> [EXERCISE REQUIREMENTS]:
Lift every line from the entries that includes the word "landed".

(Dataset entries)

+++

//! Quiz scoring — pure functions from a completed answer sequence to a recommendation.
//!
//! Scoring is commutative over the answer sequence: only the multiset of
//! `(response, category, weight)` triples matters. The caller guarantees at most
//! one answer per question; nothing here validates that.

use std::collections::BTreeSet;

use serde::{Deserialize, Serialize};

use crate::models::{ScoreMap, Stream};

#[derive(Debug, Clone, Copy, PartialEq, Eq, Serialize, Deserialize)]
#[serde(rename_all = "lowercase")]
pub enum Response {
    Yes,
    No,
}

/// One recorded quiz response.
#[derive(Debug, Clone, Copy, PartialEq, Eq, Serialize, Deserialize)]
#[serde(rename_all = "camelCase")]
pub struct Answer {
    pub question_id: u32,
    pub response: Response,
    pub category: Stream,
    pub weight: u32,
}

/// Outcome of a quiz run.
///
/// `recommended_stream` is `None` when no stream scored above zero.
/// `tied_streams` is `Some` only when two or more streams share a positive top score.
#[derive(Debug, Clone, Default, PartialEq, Eq, Serialize, Deserialize)]
#[serde(rename_all = "camelCase")]
pub struct QuizResult {
    pub scores: ScoreMap,
    pub recommended_stream: Option<Stream>,
    pub tied_streams: Option<BTreeSet<Stream>>,
    pub completed: bool,
}

impl QuizResult {
    /// The not-yet-taken shape used on first load, reset and retake.
    pub fn zeroed() -> Self {
        Self::default()
    }
}

pub fn score(answers: &[Answer]) -> QuizResult {
    let mut scores = ScoreMap::default();
    for answer in answers {
        if answer.response == Response::Yes {
            scores.add(answer.category, answer.weight);
        }
    }

    let max_score = scores.max();
    if max_score == 0 {
        return QuizResult {
            scores,
            recommended_stream: None,
            tied_streams: None,
            completed: true,
        };
    }

    let leaders: BTreeSet<Stream> = scores
        .iter()
        .filter(|(_, v)| *v == max_score)
        .map(|(s, _)| s)
        .collect();

    // BTreeSet iterates in tie-break order, so the first leader wins.
    let recommended_stream = leaders.iter().next().copied();
    let tied_streams = (leaders.len() > 1).then_some(leaders);

    QuizResult {
        scores,
        recommended_stream,
        tied_streams,
        completed: true,
    }
}

/// Display percentage for question `index` (zero-based) out of `total`.
pub fn progress(index: usize, total: usize) -> u32 {
    if total == 0 {
        return 0;
    }
    let pct = 100.0 * (index as f64 + 1.0) / total as f64;
    pct.round().clamp(0.0, 100.0) as u32
}
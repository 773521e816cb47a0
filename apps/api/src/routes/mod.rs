pub mod health;

use axum::{
    routing::{get, post},
    Router,
};

use crate::auth::handlers as auth;
use crate::quiz::handlers as quiz;
use crate::state::ServerState;
use crate::store::handlers as store;

pub fn build_router(state: ServerState) -> Router {
    Router::new()
        .route("/health", get(health::health_handler))
        // App state
        .route("/api/v1/state", get(store::handle_get_state))
        .route("/api/v1/state/reset", post(store::handle_reset))
        .route("/api/v1/profile", post(store::handle_update_profile))
        // Navigation
        .route("/api/v1/navigation", post(store::handle_navigate))
        .route("/api/v1/navigation/back", post(store::handle_history_back))
        .route(
            "/api/v1/navigation/forward",
            post(store::handle_history_forward),
        )
        // Sign-in mock
        .route("/api/v1/auth/email", post(auth::handle_email_sign_in))
        .route("/api/v1/auth/provider", post(auth::handle_provider_sign_in))
        // Quiz
        .route("/api/v1/quiz", get(quiz::handle_get_run))
        .route("/api/v1/quiz/questions", get(quiz::handle_questions))
        .route("/api/v1/quiz/start", post(quiz::handle_start))
        .route("/api/v1/quiz/answer", post(quiz::handle_answer))
        .route("/api/v1/quiz/back", post(quiz::handle_back))
        .route("/api/v1/quiz/retake", post(quiz::handle_retake))
        .route("/api/v1/dashboard", get(quiz::handle_dashboard))
        .with_state(state)
}
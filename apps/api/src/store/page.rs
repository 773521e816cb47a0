use serde::{Deserialize, Serialize};

/// Every screen the app can show, with its URL path.
#[derive(Debug, Clone, Copy, Default, PartialEq, Eq, Hash, Serialize, Deserialize)]
#[serde(rename_all = "camelCase")]
pub enum Page {
    #[default]
    Welcome,
    Profile,
    Quiz,
    Auth,
    Results,
    Dashboard,
    ProfileEdit,
    CollegeFinder,
    CollegeRecommendations,
    StreamColleges,
}

impl Page {
    pub const ALL: [Page; 10] = [
        Page::Welcome,
        Page::Profile,
        Page::Quiz,
        Page::Auth,
        Page::Results,
        Page::Dashboard,
        Page::ProfileEdit,
        Page::CollegeFinder,
        Page::CollegeRecommendations,
        Page::StreamColleges,
    ];

    pub fn id(self) -> &'static str {
        match self {
            Page::Welcome => "welcome",
            Page::Profile => "profile",
            Page::Quiz => "quiz",
            Page::Auth => "auth",
            Page::Results => "results",
            Page::Dashboard => "dashboard",
            Page::ProfileEdit => "profileEdit",
            Page::CollegeFinder => "collegeFinder",
            Page::CollegeRecommendations => "collegeRecommendations",
            Page::StreamColleges => "streamColleges",
        }
    }

    pub fn path(self) -> &'static str {
        match self {
            Page::Welcome => "/",
            Page::Profile => "/profile",
            Page::Quiz => "/quiz",
            Page::Auth => "/auth",
            Page::Results => "/results",
            Page::Dashboard => "/dashboard",
            Page::ProfileEdit => "/profile/edit",
            Page::CollegeFinder => "/colleges",
            Page::CollegeRecommendations => "/colleges/recommendations",
            Page::StreamColleges => "/colleges/stream",
        }
    }

    pub fn from_id(id: &str) -> Option<Page> {
        Page::ALL.into_iter().find(|p| p.id() == id)
    }

    /// Resolve a URL path (query and fragment ignored, trailing slash tolerated).
    pub fn from_path(path: &str) -> Option<Page> {
        let path = path.split(['?', '#']).next().unwrap_or_default();
        let trimmed = path.trim_end_matches('/');
        let normalized = if trimmed.is_empty() { "/" } else { trimmed };
        Page::ALL.into_iter().find(|p| p.path() == normalized)
    }
}
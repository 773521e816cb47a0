use axum::Json;
use serde_json::{json, Value};

/// GET /health
/// Returns a simple status object with service version.
pub async fn health_handler() -> Json<Value> {
    Json(json!({
        "status": "ok",
        "version": env!("CARGO_PKG_VERSION"),
        "service": "career-advisor"
    }))
}
use axum::{extract::State, Json};
use serde::{Deserialize, Serialize};

use crate::errors::AppError;
use crate::models::ProfileUpdate;
use crate::state::{AdvisorStore, ServerState};
use crate::store::{AppState, NavigationPort, Page};

#[derive(Deserialize)]
pub struct ProfileRequest {
    #[serde(flatten)]
    pub profile: ProfileUpdate,
    /// Page to show once the profile is saved.
    #[serde(default)]
    pub next: Option<String>,
}

#[derive(Deserialize)]
pub struct NavigateRequest {
    pub page: String,
}

#[derive(Debug, Serialize)]
#[serde(rename_all = "camelCase")]
pub struct NavigationResponse {
    pub page: Page,
    pub path: String,
    pub can_go_back: bool,
    pub can_go_forward: bool,
    pub history_length: usize,
}

impl NavigationResponse {
    fn of(store: &AdvisorStore) -> Self {
        Self {
            page: store.state().current_page,
            path: store.navigation().current_path(),
            can_go_back: store.navigation().can_go_back(),
            can_go_forward: store.navigation().can_go_forward(),
            history_length: store.navigation().entries().len(),
        }
    }
}

/// GET /api/v1/state
pub async fn handle_get_state(
    State(state): State<ServerState>,
) -> Result<Json<AppState>, AppError> {
    let session = state.session()?;
    Ok(Json(session.store.state().clone()))
}

/// POST /api/v1/state/reset
pub async fn handle_reset(State(state): State<ServerState>) -> Result<Json<AppState>, AppError> {
    let mut session = state.session()?;
    session.quiz = None;
    session.store.reset_state();
    Ok(Json(session.store.state().clone()))
}

/// POST /api/v1/profile
pub async fn handle_update_profile(
    State(state): State<ServerState>,
    Json(req): Json<ProfileRequest>,
) -> Result<Json<AppState>, AppError> {
    let mut session = state.session()?;
    session.store.set_user_info(req.profile);
    if let Some(next) = req.next.as_deref() {
        session.store.navigate_to(next);
    }
    Ok(Json(session.store.state().clone()))
}

/// POST /api/v1/navigation
pub async fn handle_navigate(
    State(state): State<ServerState>,
    Json(req): Json<NavigateRequest>,
) -> Result<Json<NavigationResponse>, AppError> {
    let mut session = state.session()?;
    session.store.navigate_to(&req.page);
    Ok(Json(NavigationResponse::of(&session.store)))
}

/// POST /api/v1/navigation/back
pub async fn handle_history_back(
    State(state): State<ServerState>,
) -> Result<Json<NavigationResponse>, AppError> {
    let mut session = state.session()?;
    let landed = session.store.navigation_mut().back();
    if let Some(entry) = landed {
        session.store.apply_pop_event(entry);
    }
    Ok(Json(NavigationResponse::of(&session.store)))
}

/// POST /api/v1/navigation/forward
pub async fn handle_history_forward(
    State(state): State<ServerState>,
) -> Result<Json<NavigationResponse>, AppError> {
    let mut session = state.session()?;
    let landed = session.store.navigation_mut().forward();
    if let Some(entry) = landed {
        session.store.apply_pop_event(entry);
    }
    Ok(Json(NavigationResponse::of(&session.store)))
}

+++

> [YOUR RESPONSE]:
    let landed = session.store.navigation_mut().back();
    if let Some(entry) = landed {
    let landed = session.store.navigation_mut().forward();
    if let Some(entry) = landed {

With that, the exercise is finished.